*** Records supplied ***
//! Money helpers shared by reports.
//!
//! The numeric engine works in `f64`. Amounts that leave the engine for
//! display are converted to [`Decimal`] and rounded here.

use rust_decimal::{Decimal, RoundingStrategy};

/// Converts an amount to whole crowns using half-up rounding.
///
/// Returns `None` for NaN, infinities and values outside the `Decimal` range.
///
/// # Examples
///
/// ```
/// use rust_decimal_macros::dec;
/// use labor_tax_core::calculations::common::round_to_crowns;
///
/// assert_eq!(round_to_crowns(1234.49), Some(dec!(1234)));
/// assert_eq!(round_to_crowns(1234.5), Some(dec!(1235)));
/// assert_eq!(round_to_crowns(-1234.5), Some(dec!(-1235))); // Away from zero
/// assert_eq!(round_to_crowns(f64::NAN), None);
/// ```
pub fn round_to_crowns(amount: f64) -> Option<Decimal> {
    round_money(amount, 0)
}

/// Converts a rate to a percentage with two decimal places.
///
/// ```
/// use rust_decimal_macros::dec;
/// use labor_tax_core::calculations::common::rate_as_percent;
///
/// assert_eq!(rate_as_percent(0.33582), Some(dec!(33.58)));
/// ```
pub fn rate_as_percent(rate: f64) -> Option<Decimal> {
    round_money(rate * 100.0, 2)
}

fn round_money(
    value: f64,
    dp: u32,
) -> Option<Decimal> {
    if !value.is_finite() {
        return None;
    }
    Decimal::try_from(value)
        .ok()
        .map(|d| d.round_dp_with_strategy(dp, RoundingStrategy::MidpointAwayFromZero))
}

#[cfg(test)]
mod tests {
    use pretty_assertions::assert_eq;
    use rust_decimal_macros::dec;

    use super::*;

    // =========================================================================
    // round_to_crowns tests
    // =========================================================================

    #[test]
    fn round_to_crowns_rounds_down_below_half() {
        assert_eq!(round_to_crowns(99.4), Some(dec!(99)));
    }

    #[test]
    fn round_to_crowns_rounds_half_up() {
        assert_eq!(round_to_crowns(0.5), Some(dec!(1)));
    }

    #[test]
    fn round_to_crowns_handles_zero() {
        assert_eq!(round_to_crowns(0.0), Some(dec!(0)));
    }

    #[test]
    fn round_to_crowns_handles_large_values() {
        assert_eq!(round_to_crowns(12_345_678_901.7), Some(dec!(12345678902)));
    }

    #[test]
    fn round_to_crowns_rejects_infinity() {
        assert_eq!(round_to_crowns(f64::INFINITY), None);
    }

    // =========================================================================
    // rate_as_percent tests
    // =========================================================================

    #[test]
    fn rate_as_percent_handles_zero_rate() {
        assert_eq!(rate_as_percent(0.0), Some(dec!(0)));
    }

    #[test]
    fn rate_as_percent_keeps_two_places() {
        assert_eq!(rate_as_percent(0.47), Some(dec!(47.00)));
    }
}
*** End of Records supplied ***
Using the listing above, transcribe every entry exactly.

**Output:**
//! Money helpers shared by reports.
//!
//! The numeric engine works in `f64`. Amounts that leave the engine for
//! display are converted to [`Decimal`] and rounded here.

use rust_decimal::{Decimal, RoundingStrategy};

/// Converts an amount to whole crowns using half-up rounding.
///
/// Returns `None` for NaN, infinities and values outside the `Decimal` range.
///
/// # Examples
///
/// ```
/// use rust_decimal_macros::dec;
/// use labor_tax_core::calculations::common::round_to_crowns;
///
/// assert_eq!(round_to_crowns(1234.49), Some(dec!(1234)));
/// assert_eq!(round_to_crowns(1234.5), Some(dec!(1235)));
/// assert_eq!(round_to_crowns(-1234.5), Some(dec!(-1235))); // Away from zero
/// assert_eq!(round_to_crowns(f64::NAN), None);
/// ```
pub fn round_to_crowns(amount: f64) -> Option<Decimal> {
    round_money(amount, 0)
}

/// Converts a rate to a percentage with two decimal places.
///
/// ```
/// use rust_decimal_macros::dec;
/// use labor_tax_core::calculations::common::rate_as_percent;
///
/// assert_eq!(rate_as_percent(0.33582), Some(dec!(33.58)));
/// ```
pub fn rate_as_percent(rate: f64) -> Option<Decimal> {
    round_money(rate * 100.0, 2)
}

fn round_money(
    value: f64,
    dp: u32,
) -> Option<Decimal> {
    if !value.is_finite() {
        return None;
    }
    Decimal::try_from(value)
        .ok()
        .map(|d| d.round_dp_with_strategy(dp, RoundingStrategy::MidpointAwayFromZero))
}

#[cfg(test)]
mod tests {
    use pretty_assertions::assert_eq;
    use rust_decimal_macros::dec;

    use super::*;

    // =========================================================================
    // round_to_crowns tests
    // =========================================================================

    #[test]
    fn round_to_crowns_rounds_down_below_half() {
        assert_eq!(round_to_crowns(99.4), Some(dec!(99)));
    }

    #[test]
    fn round_to_crowns_rounds_half_up() {
        assert_eq!(round_to_crowns(0.5), Some(dec!(1)));
    }

    #[test]
    fn round_to_crowns_handles_zero() {
        assert_eq!(round_to_crowns(0.0), Some(dec!(0)));
    }

    #[test]
    fn round_to_crowns_handles_large_values() {
        assert_eq!(round_to_crowns(12_345_678_901.7), Some(dec!(12345678902)));
    }

    #[test]
    fn round_to_crowns_rejects_infinity() {
        assert_eq!(round_to_crowns(f64::INFINITY), None);
    }

    // =========================================================================
    // rate_as_percent tests
    // =========================================================================

    #[test]
    fn rate_as_percent_handles_zero_rate() {
        assert_eq!(rate_as_percent(0.0), Some(dec!(0)));
    }

    #[test]
    fn rate_as_percent_keeps_two_places() {
        assert_eq!(rate_as_percent(0.47), Some(dec!(47.00)));
    }
}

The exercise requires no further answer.